# UNCERTAINTY

> by Dr Juan H Klopper

- Research Fellow
- School for Data Science and Computational Thinking
- Stellenbosch University

## INTRODUCTION

One the most important aspects of Data Science is the ability to express uncertainty in our data and in our results.

The genration of random variables is not precise. Take a simple example such as height measurement. We only measure up to a set precision. If the measurement is done by hand, we cannot guarantee accuracy.

We also only work with sample of a population. Most often, there is a large difference in the population size and the sample size. We therefor don't approach the population parameters with our test statisics. There is uncertainty in our results.

In this notebook we learning to understand uncertainty and how to calculate and express the uncertainty in our results. This will be done by investigating the method of __bootstrapping__. Later we will learn how to calculate __confidence intervals__.

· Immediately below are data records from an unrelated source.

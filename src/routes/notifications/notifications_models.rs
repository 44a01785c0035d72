use serde::{Deserialize, Serialize};

use crate::response::Page;

#[derive(Deserialize)]
#[serde(rename_all = "camelCase")]
pub struct NotificationListQuery {
    pub page: Option<i64>,
    pub limit: Option<i64>,
    #[serde(default)]
    pub unread_only: bool,
}

impl NotificationListQuery {
    pub fn page(&self) -> Page {
        Page::new(self.page, self.limit)
    }
}

#[derive(Serialize)]
#[serde(rename_all = "camelCase")]
pub struct UnreadCount {
    pub unread_count: i64,
}

#[derive(Serialize)]
pub struct MarkedRead {
    pub updated: u64,
}
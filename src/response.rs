use actix_web::HttpResponse;
use serde::Serialize;

pub const DEFAULT_PAGE_LIMIT: i64 = 10;
pub const MAX_PAGE_LIMIT: i64 = 100;

/// Uniform `{success, message, data}` envelope.
#[derive(Serialize)]
pub struct ApiResponse<T: Serialize> {
    pub success: bool,
    pub message: String,
    #[serde(skip_serializing_if = "Option::is_none")]
    pub data: Option<T>,
}

pub fn ok<T: Serialize>(message: impl Into<String>, data: T) -> HttpResponse {
    HttpResponse::Ok().json(ApiResponse {
        success: true,
        message: message.into(),
        data: Some(data),
    })
}

pub fn created<T: Serialize>(message: impl Into<String>, data: T) -> HttpResponse {
    HttpResponse::Created().json(ApiResponse {
        success: true,
        message: message.into(),
        data: Some(data),
    })
}

pub fn message(message: impl Into<String>) -> HttpResponse {
    HttpResponse::Ok().json(ApiResponse::<()> {
        success: true,
        message: message.into(),
        data: None,
    })
}

/// Resolved page window; always `page >= 1` and `1 <= limit <= MAX_PAGE_LIMIT`.
#[derive(Debug, Clone, Copy, PartialEq, Eq)]
pub struct Page {
    pub page: i64,
    pub limit: i64,
}

impl Page {
    pub fn new(page: Option<i64>, limit: Option<i64>) -> Self {
        Page {
            page: page.unwrap_or(1).max(1),
            limit: limit.unwrap_or(DEFAULT_PAGE_LIMIT).clamp(1, MAX_PAGE_LIMIT),
        }
    }

    pub fn offset(&self) -> i64 {
        (self.page - 1).saturating_mul(self.limit)
    }
}

#[derive(Debug, Serialize, PartialEq)]
#[serde(rename_all = "camelCase")]
pub struct PaginationMeta {
    pub page: i64,
    pub limit: i64,
    pub total: i64,
    pub total_pages: i64,
}

impl PaginationMeta {
    pub fn new(page: Page, total: i64) -> Self {
        let total = total.max(0);
        PaginationMeta {
            page: page.page,
            limit: page.limit,
            total,
            total_pages: (total + page.limit - 1) / page.limit,
        }
    }
}

#[derive(Serialize)]
pub struct Paginated<T: Serialize> {
    pub items: Vec<T>,
    pub pagination: PaginationMeta,
}

impl<T: Serialize> Paginated<T> {
    pub fn new(items: Vec<T>, page: Page, total: i64) -> Self {
        Paginated {
            items,
            pagination: PaginationMeta::new(page, total),
        }
    }
}

#[cfg(test)]
mod tests {
    use super::*;

    #[test]
    fn defaults_to_first_page_of_ten() {
        let page = Page::new(None, None);
        assert_eq!(page, Page { page: 1, limit: 10 });
        assert_eq!(page.offset(), 0);
    }

    #[test]
    fn clamps_out_of_range_values() {
        assert_eq!(Page::new(Some(0), Some(0)), Page { page: 1, limit: 1 });
        assert_eq!(Page::new(Some(-3), Some(500)), Page { page: 1, limit: 100 });
    }

    #[test]
    fn offset_skips_previous_pages() {
        assert_eq!(Page::new(Some(3), Some(20)).offset(), 40);
    }

    #[test]
    fn huge_page_saturates_offset() {
        let page = Page::new(Some(i64::MAX), Some(10));
        assert_eq!(page.offset(), i64::MAX);
        assert!(page.offset() >= 0);
    }

    #[test]
    fn total_pages_rounds_up() {
        let page = Page::new(Some(1), Some(10));
        assert_eq!(PaginationMeta::new(page, 0).total_pages, 0);
        assert_eq!(PaginationMeta::new(page, 1).total_pages, 1);
        assert_eq!(PaginationMeta::new(page, 10).total_pages, 1);
        assert_eq!(PaginationMeta::new(page, 11).total_pages, 2);
    }

    #[test]
    fn envelope_uses_camel_case_meta() {
        let body = Paginated::new(vec![1, 2], Page::new(Some(2), Some(2)), 5);
        let json = serde_json::to_value(&body).unwrap();
        assert_eq!(json["pagination"]["totalPages"], 3);
        assert_eq!(json["items"], serde_json::json!([1, 2]));
    }
}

## PACKAGES USED IN THIS NOTEBOOK

We see all the familiar, industry standard package imported below.

In [None]:
import numpy as np # Numerical analysis
from scipy import stats # Statistical module
from pandas import DataFrame # Importing only the DataFrame function from pandas

In [None]:
# Data visualisation
import plotly.express as px
import plotly.graph_objects as go
import plotly.figure_factory as ff
import plotly.io as pio

In [None]:
# Setting a different plotting theme
pio.templates.default = 'ggplot2'

## BOOTSTRAPPING

__Bootstrapping__ is the technique of multiple resampling for our given sample. _New_ samples are generated by drawning, at random, from the original sample set, with replacement.

In the code below, we generate random values for a variable in a population and then take a random sample from the population. Since we designed the population, we know the parameters of the variable. The variable is named `population` and the values are taken from a normal distribution with a mean of $100$ and a standard deviation of $10$.

In [None]:
np.random.seed(10)
population = stats.norm.rvs(
    loc=100, # Mean 100
    scale = 10, # Standard deviation 10
    size=20000 # Population size
)

We can calculate the exact mean and standard deviation of the variable in the population (both are parameters).

In [None]:
np.mean(population) # Mean parameter

In [None]:
np.std(population) # Standard deviation parameter

For our study, we randomly select $50$ individuals from the population. Note the use of the `replace` argument and its value `False`. We do not want to select the same subject twice.

In [None]:
np.random.seed(1) # Reproducible results
sample = np.random.choice(
    population,
    size=50,
    replace=False # Fifty seperate individuals
)

 We calculate the mean and standard deviation of the sample (two statistics).

In [None]:
np.mean(sample) # Mean statistic

In [None]:
np.std(sample) # Standard deviation parameter

The statistics are not the same as the parameters.

The process of boostrapping resamples multiple times from the sample and records the statistic each time. This gives us a distribution of the statistic. Each resample must have the same sample size as the original sample. This is done with replacement, else we would simply return the same sample each time. __Replacement__ then simply refers to the fact that we return a subject for possible reselection every time. Since we want the same sample size in each new bootstrapped sample, we will have some subjects occur more than once in each new sample.

We use list comprehesnion below to build a list of $1000$ resampled means. Note below that we set the `replace` argument to `True` and the sample size in the `choice` function is the same as the original sample.

In [None]:
means = [np.mean(np.random.choice(sample, 50, replace=True)) for i in range(1000)]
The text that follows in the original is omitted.